Records from a collection
+ + + + + + +

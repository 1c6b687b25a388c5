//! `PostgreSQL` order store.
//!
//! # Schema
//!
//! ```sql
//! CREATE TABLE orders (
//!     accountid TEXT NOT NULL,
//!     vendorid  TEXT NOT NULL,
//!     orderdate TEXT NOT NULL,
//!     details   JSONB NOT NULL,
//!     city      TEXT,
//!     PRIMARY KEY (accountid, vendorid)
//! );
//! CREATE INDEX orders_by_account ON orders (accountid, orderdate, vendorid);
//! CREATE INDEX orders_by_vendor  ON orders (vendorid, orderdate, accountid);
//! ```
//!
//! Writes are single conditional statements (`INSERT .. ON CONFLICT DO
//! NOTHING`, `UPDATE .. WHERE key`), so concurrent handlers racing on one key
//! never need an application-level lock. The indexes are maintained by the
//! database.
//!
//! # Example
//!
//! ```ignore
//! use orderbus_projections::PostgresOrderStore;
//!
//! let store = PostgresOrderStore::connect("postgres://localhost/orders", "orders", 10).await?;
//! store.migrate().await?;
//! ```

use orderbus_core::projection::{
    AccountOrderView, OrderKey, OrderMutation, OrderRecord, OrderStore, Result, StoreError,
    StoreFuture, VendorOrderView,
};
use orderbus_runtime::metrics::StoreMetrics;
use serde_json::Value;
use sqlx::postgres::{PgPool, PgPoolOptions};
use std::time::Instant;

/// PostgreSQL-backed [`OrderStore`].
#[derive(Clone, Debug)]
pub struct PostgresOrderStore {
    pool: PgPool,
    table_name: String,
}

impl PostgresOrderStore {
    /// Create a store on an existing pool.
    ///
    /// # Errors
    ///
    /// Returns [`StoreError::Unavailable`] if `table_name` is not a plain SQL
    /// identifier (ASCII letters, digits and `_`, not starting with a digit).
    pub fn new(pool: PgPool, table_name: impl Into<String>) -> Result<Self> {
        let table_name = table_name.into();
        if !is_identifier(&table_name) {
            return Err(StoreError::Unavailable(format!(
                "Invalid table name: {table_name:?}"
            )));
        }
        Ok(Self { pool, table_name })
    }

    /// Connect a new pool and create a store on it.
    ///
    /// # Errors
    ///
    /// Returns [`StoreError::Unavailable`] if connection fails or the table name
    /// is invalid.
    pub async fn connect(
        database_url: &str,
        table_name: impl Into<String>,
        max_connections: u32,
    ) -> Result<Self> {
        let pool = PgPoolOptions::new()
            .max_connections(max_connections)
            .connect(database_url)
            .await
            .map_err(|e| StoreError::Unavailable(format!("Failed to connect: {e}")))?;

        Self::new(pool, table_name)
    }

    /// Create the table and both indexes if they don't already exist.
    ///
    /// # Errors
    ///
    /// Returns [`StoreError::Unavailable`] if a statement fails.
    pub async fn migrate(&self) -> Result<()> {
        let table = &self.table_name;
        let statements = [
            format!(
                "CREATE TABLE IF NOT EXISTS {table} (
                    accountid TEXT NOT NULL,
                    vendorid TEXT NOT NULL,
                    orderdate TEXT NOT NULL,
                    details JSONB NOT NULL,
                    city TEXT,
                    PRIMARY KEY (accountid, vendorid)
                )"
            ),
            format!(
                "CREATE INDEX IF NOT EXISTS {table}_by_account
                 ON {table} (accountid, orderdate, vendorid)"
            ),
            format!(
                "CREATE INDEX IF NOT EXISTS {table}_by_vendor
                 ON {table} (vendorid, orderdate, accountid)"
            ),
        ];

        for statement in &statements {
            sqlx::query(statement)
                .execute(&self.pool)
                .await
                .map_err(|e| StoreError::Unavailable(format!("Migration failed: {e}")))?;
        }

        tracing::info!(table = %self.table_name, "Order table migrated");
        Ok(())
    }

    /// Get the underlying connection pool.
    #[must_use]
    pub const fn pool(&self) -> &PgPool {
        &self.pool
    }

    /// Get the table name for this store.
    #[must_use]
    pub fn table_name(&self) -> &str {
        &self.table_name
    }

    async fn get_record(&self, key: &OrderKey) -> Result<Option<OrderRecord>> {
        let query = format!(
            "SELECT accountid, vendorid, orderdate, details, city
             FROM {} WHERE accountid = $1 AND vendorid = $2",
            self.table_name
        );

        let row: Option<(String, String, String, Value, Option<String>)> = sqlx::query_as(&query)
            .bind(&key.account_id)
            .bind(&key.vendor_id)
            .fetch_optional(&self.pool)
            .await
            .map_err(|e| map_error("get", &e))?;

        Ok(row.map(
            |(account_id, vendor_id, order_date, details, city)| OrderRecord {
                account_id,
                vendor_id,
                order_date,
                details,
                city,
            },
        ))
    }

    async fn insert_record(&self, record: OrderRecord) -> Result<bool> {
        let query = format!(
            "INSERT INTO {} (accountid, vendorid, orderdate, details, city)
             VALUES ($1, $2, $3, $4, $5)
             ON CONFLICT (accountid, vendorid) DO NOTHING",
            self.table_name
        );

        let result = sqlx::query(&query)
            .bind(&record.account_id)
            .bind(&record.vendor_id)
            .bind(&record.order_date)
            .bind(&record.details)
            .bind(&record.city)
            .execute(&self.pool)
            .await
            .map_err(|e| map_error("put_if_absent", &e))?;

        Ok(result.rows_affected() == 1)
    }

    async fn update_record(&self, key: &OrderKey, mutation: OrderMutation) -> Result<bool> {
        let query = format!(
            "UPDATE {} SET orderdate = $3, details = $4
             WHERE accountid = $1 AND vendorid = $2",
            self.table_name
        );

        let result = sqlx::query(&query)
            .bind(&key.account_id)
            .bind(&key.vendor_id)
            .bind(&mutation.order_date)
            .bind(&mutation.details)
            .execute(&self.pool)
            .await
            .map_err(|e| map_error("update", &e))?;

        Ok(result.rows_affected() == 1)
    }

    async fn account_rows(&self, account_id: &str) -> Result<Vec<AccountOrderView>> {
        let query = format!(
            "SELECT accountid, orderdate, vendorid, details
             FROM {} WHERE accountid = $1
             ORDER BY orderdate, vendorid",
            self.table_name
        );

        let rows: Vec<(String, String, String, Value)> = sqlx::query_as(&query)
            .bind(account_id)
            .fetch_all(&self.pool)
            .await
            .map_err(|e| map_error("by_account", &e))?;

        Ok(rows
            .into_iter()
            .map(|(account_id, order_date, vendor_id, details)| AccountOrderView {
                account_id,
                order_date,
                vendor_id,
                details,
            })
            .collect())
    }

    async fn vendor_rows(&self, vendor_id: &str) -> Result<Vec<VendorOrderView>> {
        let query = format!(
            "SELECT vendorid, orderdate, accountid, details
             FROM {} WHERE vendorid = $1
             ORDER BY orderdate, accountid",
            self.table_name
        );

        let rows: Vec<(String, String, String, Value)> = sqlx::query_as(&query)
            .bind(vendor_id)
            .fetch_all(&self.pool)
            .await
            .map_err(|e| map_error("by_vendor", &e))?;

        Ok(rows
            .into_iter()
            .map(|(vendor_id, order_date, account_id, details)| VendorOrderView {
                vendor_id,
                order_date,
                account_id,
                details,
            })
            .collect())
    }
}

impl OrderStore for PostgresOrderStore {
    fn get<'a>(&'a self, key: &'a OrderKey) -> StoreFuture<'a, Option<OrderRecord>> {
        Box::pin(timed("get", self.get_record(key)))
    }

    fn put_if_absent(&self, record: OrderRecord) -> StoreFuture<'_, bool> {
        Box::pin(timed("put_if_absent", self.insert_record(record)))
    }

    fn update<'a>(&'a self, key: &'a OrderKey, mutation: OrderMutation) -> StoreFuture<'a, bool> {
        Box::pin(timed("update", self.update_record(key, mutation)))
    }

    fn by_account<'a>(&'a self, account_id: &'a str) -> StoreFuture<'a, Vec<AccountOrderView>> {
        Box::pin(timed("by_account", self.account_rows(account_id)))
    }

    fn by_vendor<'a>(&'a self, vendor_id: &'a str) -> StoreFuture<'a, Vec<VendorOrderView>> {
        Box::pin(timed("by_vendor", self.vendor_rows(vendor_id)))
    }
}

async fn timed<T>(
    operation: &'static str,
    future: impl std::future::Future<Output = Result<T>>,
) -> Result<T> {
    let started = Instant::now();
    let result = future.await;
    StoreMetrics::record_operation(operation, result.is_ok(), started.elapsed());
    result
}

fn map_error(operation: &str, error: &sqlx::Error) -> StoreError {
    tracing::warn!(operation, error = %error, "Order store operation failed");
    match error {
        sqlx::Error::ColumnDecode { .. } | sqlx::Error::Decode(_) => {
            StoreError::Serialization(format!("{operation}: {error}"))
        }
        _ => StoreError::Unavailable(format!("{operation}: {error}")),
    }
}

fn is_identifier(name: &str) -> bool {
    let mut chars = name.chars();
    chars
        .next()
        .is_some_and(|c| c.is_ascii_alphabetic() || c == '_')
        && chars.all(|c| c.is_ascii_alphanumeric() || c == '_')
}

+ + + + + + +

◆ **EXERCISE OBJECTIVE**: Working from the entries above, return all lines that contain "EXISTS".

◆ **WRITTEN REPLY**:
                "CREATE TABLE IF NOT EXISTS {table} (
                "CREATE INDEX IF NOT EXISTS {table}_by_account
                "CREATE INDEX IF NOT EXISTS {table}_by_vendor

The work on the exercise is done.